Task item: Among the lines below, keep only those from the one containing "filename src/export/mod.rs" through the one containing "use thiserror::Error;", and reproduce them exactly.

Excerpts from a dataset:
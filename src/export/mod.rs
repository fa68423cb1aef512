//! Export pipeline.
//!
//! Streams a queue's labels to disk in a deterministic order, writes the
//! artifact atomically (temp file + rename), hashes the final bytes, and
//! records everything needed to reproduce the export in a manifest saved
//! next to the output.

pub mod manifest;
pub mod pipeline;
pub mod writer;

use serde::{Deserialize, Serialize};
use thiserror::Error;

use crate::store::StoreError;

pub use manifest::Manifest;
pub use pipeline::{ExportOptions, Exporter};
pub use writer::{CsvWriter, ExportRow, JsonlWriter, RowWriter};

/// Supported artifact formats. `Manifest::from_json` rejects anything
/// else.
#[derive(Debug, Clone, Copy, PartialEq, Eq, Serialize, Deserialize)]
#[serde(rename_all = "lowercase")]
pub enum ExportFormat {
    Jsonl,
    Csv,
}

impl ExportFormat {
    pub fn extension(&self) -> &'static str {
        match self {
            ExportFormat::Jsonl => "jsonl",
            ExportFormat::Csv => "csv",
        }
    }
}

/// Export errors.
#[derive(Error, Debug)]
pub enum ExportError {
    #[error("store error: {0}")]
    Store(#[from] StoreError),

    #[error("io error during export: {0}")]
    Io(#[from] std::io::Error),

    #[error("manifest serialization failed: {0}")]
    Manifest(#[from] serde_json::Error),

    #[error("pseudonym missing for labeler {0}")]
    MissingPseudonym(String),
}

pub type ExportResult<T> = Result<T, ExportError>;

* * *

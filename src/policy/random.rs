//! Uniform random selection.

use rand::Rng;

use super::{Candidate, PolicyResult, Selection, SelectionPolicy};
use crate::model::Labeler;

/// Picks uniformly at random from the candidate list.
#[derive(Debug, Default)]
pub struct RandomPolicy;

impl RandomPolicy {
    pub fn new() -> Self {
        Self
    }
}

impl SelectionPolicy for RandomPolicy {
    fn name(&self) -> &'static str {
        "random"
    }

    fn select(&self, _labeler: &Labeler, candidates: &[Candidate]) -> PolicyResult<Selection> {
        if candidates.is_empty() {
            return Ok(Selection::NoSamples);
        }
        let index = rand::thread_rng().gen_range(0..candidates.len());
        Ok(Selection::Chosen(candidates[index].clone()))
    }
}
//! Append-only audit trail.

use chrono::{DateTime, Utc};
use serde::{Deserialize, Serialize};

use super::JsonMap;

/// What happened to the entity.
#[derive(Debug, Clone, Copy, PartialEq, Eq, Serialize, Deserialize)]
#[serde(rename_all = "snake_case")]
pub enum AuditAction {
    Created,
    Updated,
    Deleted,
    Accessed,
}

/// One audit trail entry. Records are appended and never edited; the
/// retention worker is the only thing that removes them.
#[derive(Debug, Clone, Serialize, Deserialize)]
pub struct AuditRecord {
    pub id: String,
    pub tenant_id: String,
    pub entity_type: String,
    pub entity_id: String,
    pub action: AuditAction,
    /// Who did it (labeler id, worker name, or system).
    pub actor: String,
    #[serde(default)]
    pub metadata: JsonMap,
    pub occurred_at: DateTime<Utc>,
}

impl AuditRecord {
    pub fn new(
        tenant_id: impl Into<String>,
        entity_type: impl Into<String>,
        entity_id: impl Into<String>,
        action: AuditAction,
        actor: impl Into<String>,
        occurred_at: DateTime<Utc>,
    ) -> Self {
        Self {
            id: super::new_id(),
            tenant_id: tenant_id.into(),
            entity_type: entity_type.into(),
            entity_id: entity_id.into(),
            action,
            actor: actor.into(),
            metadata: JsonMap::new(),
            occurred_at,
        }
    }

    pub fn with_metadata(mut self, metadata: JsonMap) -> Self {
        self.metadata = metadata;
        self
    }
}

---

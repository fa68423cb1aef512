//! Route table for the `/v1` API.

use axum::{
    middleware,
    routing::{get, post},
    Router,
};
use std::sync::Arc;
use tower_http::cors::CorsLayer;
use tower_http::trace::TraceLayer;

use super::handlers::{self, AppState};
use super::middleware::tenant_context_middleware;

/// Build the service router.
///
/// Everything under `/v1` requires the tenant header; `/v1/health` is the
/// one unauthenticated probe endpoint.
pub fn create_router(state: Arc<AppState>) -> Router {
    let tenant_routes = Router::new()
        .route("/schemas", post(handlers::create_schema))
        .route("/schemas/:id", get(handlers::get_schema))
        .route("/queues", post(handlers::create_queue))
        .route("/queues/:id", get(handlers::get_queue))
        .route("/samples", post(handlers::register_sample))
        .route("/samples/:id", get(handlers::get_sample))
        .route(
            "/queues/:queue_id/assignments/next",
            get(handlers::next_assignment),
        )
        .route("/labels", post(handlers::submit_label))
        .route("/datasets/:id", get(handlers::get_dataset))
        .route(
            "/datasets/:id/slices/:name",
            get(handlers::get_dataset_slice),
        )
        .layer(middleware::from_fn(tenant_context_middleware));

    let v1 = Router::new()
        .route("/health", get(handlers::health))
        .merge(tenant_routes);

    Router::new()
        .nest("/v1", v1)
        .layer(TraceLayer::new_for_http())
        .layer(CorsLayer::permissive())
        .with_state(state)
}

Output of the task:
filename src/export/mod.rs
repository fa68423cb1aef512
//! Export pipeline.
//!
//! Streams a queue's labels to disk in a deterministic order, writes the
//! artifact atomically (temp file + rename), hashes the final bytes, and
//! records everything needed to reproduce the export in a manifest saved
//! next to the output.

pub mod manifest;
pub mod pipeline;
pub mod writer;

use serde::{Deserialize, Serialize};
use thiserror::Error;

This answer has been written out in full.